Paranoico, o governo Médici viu no triunfo de Allende um precedente intolerável à América Latina —uma coalizão de socialistas e comunistas chegara ao poder pelo voto, sem disparar um tiro. Ao mesmo tempo, a ditadura criou o mito de que o Chile se tornara uma "nova Cuba", onde os milhares de exilados brasileiros que ali viviam receberiam treinamento guerrilheiro. Pior: ao contrário da ameaça cubana, o problema não estaria à deriva no Caribe, mas fincado na vizinhança do Cone Sul.

Médici e os militares não estavam sozinhos. Os principais jornais brasileiros defendiam uma intervenção militar no Chile à la Brasil em 1964. Parte da imprensa brasileira virou uma caixa de ressonância do que hoje chamaríamos de fake news da extrema direita chilena.

Setores empresariais brasileiros —como a Confederação Nacional das Indústrias (CNI)— apoiaram grêmios patronais chilenos, convencidos de que o papel do empresariado na derrocada de João Goulart poderia se repetir no Chile de Allende. Estavam certos.

Não por acaso, no momento do golpe, a espionagem americana, a repressão brasileira e membros da recém-criada junta chilena faziam todos referência a um tal "modelo brasileiro". Um regime militar anticomunista, enraizado no campo do Ocidente na Guerra Fria, capaz de obliterar a ameaça da esquerda e colocar o país nos trilhos do progresso. A ditadura brasileira provia, a um só tempo, um exemplo —seu soft power— e apoio político, econômico e material.

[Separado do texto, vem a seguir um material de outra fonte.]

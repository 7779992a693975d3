//! Feature preparation for anomaly model training and scoring.
//!
//! Records are named maps of JSON values. The preparer selects the configured
//! columns in a fixed order and refuses anything it cannot read as a finite
//! number; there is no imputation. The scaler standardizes each column with
//! the mean and standard deviation seen at training time.

use crate::error::{EngineError, Result};
use serde::{Deserialize, Serialize};
use serde_json::Value;
use std::collections::hash_map::DefaultHasher;
use std::collections::BTreeMap;
use std::hash::{Hash, Hasher};

/// Named record fed to the preparer
pub type Record = BTreeMap<String, Value>;

/// Ordered numeric encoding of one record
pub type FeatureVector = Vec<f64>;

/// Rows of feature vectors sharing one column layout
#[derive(Debug, Clone, PartialEq, Serialize, Deserialize)]
pub struct FeatureMatrix {
    pub columns: Vec<String>,
    pub rows: Vec<FeatureVector>,
}

impl FeatureMatrix {
    pub fn new(columns: Vec<String>, rows: Vec<FeatureVector>) -> Result<Self> {
        for row in &rows {
            if row.len() != columns.len() {
                return Err(EngineError::DimensionMismatch {
                    expected: columns.len(),
                    actual: row.len(),
                });
            }
        }
        Ok(Self { columns, rows })
    }

    pub fn len(&self) -> usize {
        self.rows.len()
    }

    pub fn is_empty(&self) -> bool {
        self.rows.is_empty()
    }

    pub fn dimension(&self) -> usize {
        self.columns.len()
    }
}

/// Turns named records into fixed-order feature vectors
#[derive(Debug, Clone)]
pub struct FeaturePreparer {
    columns: Vec<String>,
}

impl FeaturePreparer {
    /// Create a preparer for the given ordered columns
    pub fn new(columns: Vec<String>) -> Self {
        Self { columns }
    }

    pub fn columns(&self) -> &[String] {
        &self.columns
    }

    pub fn feature_count(&self) -> usize {
        self.columns.len()
    }

    /// Prepare every record; output order matches input order
    pub fn prepare(&self, records: &[Record]) -> Result<FeatureMatrix> {
        let rows = records
            .iter()
            .enumerate()
            .map(|(index, record)| self.extract(index, record))
            .collect::<Result<Vec<_>>>()?;

        Ok(FeatureMatrix {
            columns: self.columns.clone(),
            rows,
        })
    }

    /// Prepare the readable records and count the ones that were dropped
    pub fn prepare_valid(&self, records: &[Record]) -> (FeatureMatrix, Vec<EngineError>) {
        let mut rows = Vec::with_capacity(records.len());
        let mut rejected = Vec::new();
        for (index, record) in records.iter().enumerate() {
            match self.extract(index, record) {
                Ok(row) => rows.push(row),
                Err(e) => rejected.push(e),
            }
        }

        let matrix = FeatureMatrix {
            columns: self.columns.clone(),
            rows,
        };
        (matrix, rejected)
    }

    /// Prepare a single record
    pub fn prepare_one(&self, record: &Record) -> Result<FeatureVector> {
        self.extract(0, record)
    }

    fn extract(&self, index: usize, record: &Record) -> Result<FeatureVector> {
        let mut features = Vec::with_capacity(self.columns.len());

        for column in &self.columns {
            let value = record
                .get(column)
                .ok_or_else(|| EngineError::MissingColumn {
                    column: column.clone(),
                    record: index,
                })?;
            let number = numeric_value(value).map_err(|reason| EngineError::InvalidValue {
                column: column.clone(),
                record: index,
                reason,
            })?;
            features.push(number);
        }

        Ok(features)
    }
}

fn numeric_value(value: &Value) -> std::result::Result<f64, String> {
    let number = match value {
        Value::Number(n) => n
            .as_f64()
            .ok_or_else(|| format!("number {} is not representable as f64", n))?,
        Value::String(s) => s
            .trim()
            .parse::<f64>()
            .map_err(|_| format!("'{}' is not numeric", s))?,
        Value::Null => return Err("value is missing".to_string()),
        other => return Err(format!("expected a number, found {}", type_name(other))),
    };

    if number.is_finite() {
        Ok(number)
    } else {
        Err(format!("{} is not finite", number))
    }
}

fn type_name(value: &Value) -> &'static str {
    match value {
        Value::Null => "null",
        Value::Bool(_) => "boolean",
        Value::Number(_) => "number",
        Value::String(_) => "string",
        Value::Array(_) => "array",
        Value::Object(_) => "object",
    }
}

/// Population standard deviation of one column. Columns whose squared
/// deviations overflow are measured relative to their largest magnitude.
fn column_std_dev(rows: &[FeatureVector], column: usize, mean: f64, n: f64) -> f64 {
    let variance: f64 = rows.iter().map(|r| (r[column] - mean).powi(2) / n).sum();
    if variance.is_finite() {
        return variance.sqrt();
    }

    let max_abs = rows.iter().fold(0.0_f64, |acc, r| acc.max(r[column].abs()));
    let relative_mean = mean / max_abs;
    let relative_variance: f64 = rows
        .iter()
        .map(|r| (r[column] / max_abs - relative_mean).powi(2) / n)
        .sum();
    (relative_variance.sqrt() * max_abs).min(f64::MAX)
}

/// `(x - mean) / scale`, saturating at the largest finite value
fn standardize(x: f64, mean: f64, scale: f64) -> f64 {
    let diff = x - mean;
    let z = if diff.is_finite() {
        diff / scale
    } else {
        x / scale - mean / scale
    };
    z.clamp(-f64::MAX, f64::MAX)
}

/// Per-column standardization fitted on training data.
///
/// A column with zero spread gets a scale of 1 so it maps to a constant
/// instead of dividing by zero.
#[derive(Debug, Clone, PartialEq, Serialize, Deserialize)]
pub struct FeatureScaler {
    means: Vec<f64>,
    scales: Vec<f64>,
}

impl FeatureScaler {
    /// Fit population mean and standard deviation for each column
    pub fn fit(matrix: &FeatureMatrix) -> Result<Self> {
        if matrix.is_empty() {
            return Err(EngineError::InsufficientData {
                required: 1,
                actual: 0,
            });
        }

        let n = matrix.len() as f64;
        let dims = matrix.dimension();
        let mut means = vec![0.0; dims];
        let mut scales = vec![0.0; dims];

        for row in &matrix.rows {
            for (mean, value) in means.iter_mut().zip(row) {
                *mean += value / n;
            }
        }

        for (column, (scale, mean)) in scales.iter_mut().zip(&means).enumerate() {
            let std_dev = column_std_dev(&matrix.rows, column, *mean, n);
            *scale = if std_dev > f64::EPSILON { std_dev } else { 1.0 };
        }

        Ok(Self { means, scales })
    }

    pub fn dimension(&self) -> usize {
        self.means.len()
    }

    pub fn means(&self) -> &[f64] {
        &self.means
    }

    pub fn scales(&self) -> &[f64] {
        &self.scales
    }

    /// Standardize one raw vector
    pub fn transform(&self, features: &[f64]) -> Result<FeatureVector> {
        if features.len() != self.dimension() {
            return Err(EngineError::DimensionMismatch {
                expected: self.dimension(),
                actual: features.len(),
            });
        }

        Ok(features
            .iter()
            .zip(self.means.iter().zip(&self.scales))
            .map(|(x, (mean, scale))| standardize(*x, *mean, *scale))
            .collect())
    }

    /// Standardize and tag the result with this scaler's fingerprint
    pub fn transform_tagged(&self, features: &[f64]) -> Result<ScaledVector> {
        Ok(ScaledVector {
            values: self.transform(features)?,
            scaler_fingerprint: self.fingerprint(),
        })
    }

    /// Stable identity of the fitted parameters
    pub fn fingerprint(&self) -> u64 {
        let mut hasher = DefaultHasher::new();
        for value in self.means.iter().chain(&self.scales) {
            value.to_bits().hash(&mut hasher);
        }
        hasher.finish()
    }
}

/// Feature vector that has already been standardized by a specific scaler
#[derive(Debug, Clone, PartialEq, Serialize, Deserialize)]
pub struct ScaledVector {
    pub values: FeatureVector,
    pub scaler_fingerprint: u64,
}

Cinquenta anos depois, o governo brasileiro tem a oportunidade de usar seu poder em defesa da democracia. Um primeiro gesto, tímido, já foi anunciado: a colocação de uma placa com os nomes dos brasileiros assassinados no golpe chileno diante da embaixada do Brasil e na Praça Brasil, em Santiago. A decisão foi fruto da pressão de uma caravana de ex-exilados brasileiros que retornará ao Chile para o cinquentenário.

É preciso bem mais. Os ministros da Justiça e dos Direitos Humanos, Flávio Dino e Silvio Almeida, que representarão o Brasil em Santiago, terão a chance de reconhecer, sem assombros e com todas as letras, que o Estado brasileiro teve um papel na tragédia chilena. Os documentos da ditadura brasileira sobre ações no Chile e no Cone Sul —todos eles teoricamente públicos, mas não facilmente acessíveis— podem ser disponibilizados digitalmente, incluindo a autoridades que investigam casos de desaparecidos.

Ao mostrar que não tem medo de seu passado, o Brasil assumirá um protagonismo regional no tema e aumentará a pressão para que outros façam o mesmo. É o caso, sobretudo, dos EUA, que ainda se recusam a liberar grande parte de um vasto acervo documental da época, inclusive sobre suas vergonhosas ações no Chile.

Meio século nos separa do golpe chileno, mas a maneira como lidamos com ele tem consequências reais para nossas democracias hoje.